To sum up, with the INT model we use the tuning matrix *T _{(p)}* to model each participant’s individualized functional organization. The tuning matrix has a fine-grained spatial granularity, models the participant’s topographic and functional idiosyncrasies, and generalizes across stimuli. In the next few sections, we describe in detail the steps we used to derive the tuning matrices and to benchmark the reliability, validity, accuracy, and specificity of our INT model.

### 4.2 Building the functional template

In each cross-validation fold, we built a functional template based on the training participants and modeled each test participant’s data matrix as the linearly transformed template in a high-dimensional space. Both the data matrix and the functional template have the same shape *t* × *v*; that is, the number of time points by the number of cortical vertices. The template was created in a way that its functional properties—both in terms of representational geometry and cortical topography—are representative of the training participants (Fig. 7).

#### 4.2.1 Searchlight-based algorithm

We built the template using a searchlight-based algorithm. For each searchlight, we built a local template based on all vertices within the searchlight. We then combined all the local templates into a whole-brain template. Each local template contains modeled response profiles of vertices in the corresponding searchlight. Each vertex is included in multiple searchlights, and each searchlight and the corresponding local template offers a modeled response profile for the vertex. We combined these modeled response profiles of the same vertex into a single response profile for the vertex, which is the vertex’s response profile in the whole-brain template. In our previous algorithms, we combined local searchlight templates by adding together the modeled response profiles of the vertex to form the final response profile of the vertex (Guntupalli et al., 2016, 2018). In this work, we instead used a distance-based weighted average instead of summation. Specifically, the weight was computed as $r\u2212dr$, where *r* is the searchlight radius (20 mm), and *d* (0 <= *d* <= *r*) is the distance between the vertex and the center of the searchlight. In other words, the weight is 1 when the center of the searchlight is the vertex itself, and close to 0 when the vertex is close to the boundary of the searchlight. This improved procedure makes the searchlights closer to the vertex contribute more to the final modeled response profile of the vertex (due to weighting local templates), and the scale of the modeled response profile for a vertex similar to the actual response profile for that vertex (due to using averaging instead of summation).

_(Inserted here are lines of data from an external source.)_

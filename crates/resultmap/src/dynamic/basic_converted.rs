use crate::{
    converter::{Converter, ConverterRegistry, ValueConverter},
    engine::CreationState,
    results::BasicResult,
};
use resultmap_core::Result;

/// A scalar read from one column and passed through a value converter.
#[derive(Debug, Clone, PartialEq, Eq, Hash)]
pub struct DynamicResultBuilderBasicConverted {
    column_name: String,
    converter: Converter,
}

impl DynamicResultBuilderBasicConverted {
    pub fn new(column_name: impl Into<String>, converter: Converter) -> Self {
        Self {
            column_name: column_name.into(),
            converter,
        }
    }

    /// Uses the registry's shared instance of `C`.
    pub fn with_registry<C>(column_name: impl Into<String>, registry: &ConverterRegistry) -> Self
    where
        C: ValueConverter + Default,
    {
        Self::new(column_name, registry.get_or_create::<C>())
    }

    pub fn column_name(&self) -> &str {
        &self.column_name
    }

    pub fn converter(&self) -> &Converter {
        &self.converter
    }

    pub fn build_result(&self, position: usize, state: &mut CreationState<'_>) -> Result<BasicResult> {
        let selection = state.resolve_raw_selection(&self.column_name, None)?;

        Ok(BasicResult {
            result_position: position,
            values_array_position: selection.values_array_position,
            alias: Some(selection.column_name),
            ty: self.converter.domain_type(),
            converter: Some(self.converter.clone()),
        })
    }
}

#### 4.2.2 Building local templates

In order to estimate the INT model, we must first create a functional template capturing the consensus functional organization (which we refer to as *M*). Within each searchlight, we created a local template using a PCA-Procrustes algorithm, and the matrix shape of the local template is the same as a local data matrix (i.e., the number of features is the same as the number of vertices in the searchlight, not the total number of vertices). First, we concatenated all training participants’ data matrices in the searchlight along the features dimension to form a group data matrix with *n* × *v* features*;* that is, the number of participants times the number of vertices in the searchlight. We then applied principal component analysis (PCA) to this concatenated data matrix. To keep the total variance the same for a single participant’s local data matrix and the local template, we divide the PC time series by $n$. Similar to our previous work (Haxby et al., 2011), here we chose to make the dimensionality of the local template the same as a single participant’s local data matrix, thus retaining the first *v* PCs and discarding the remaining. Note that the PCA is based on the data of all training participants, and thus the PCs summarize across all vertices and participants; each PC is a weighted sum of all vertices (in a given searchlight) across all training participants. The PCs capture the representational geometry for a given in searchlight in a way that is representative of the representational geometries of the training participants. In other words, the PCs provide a template that models the shared function of the searchlight.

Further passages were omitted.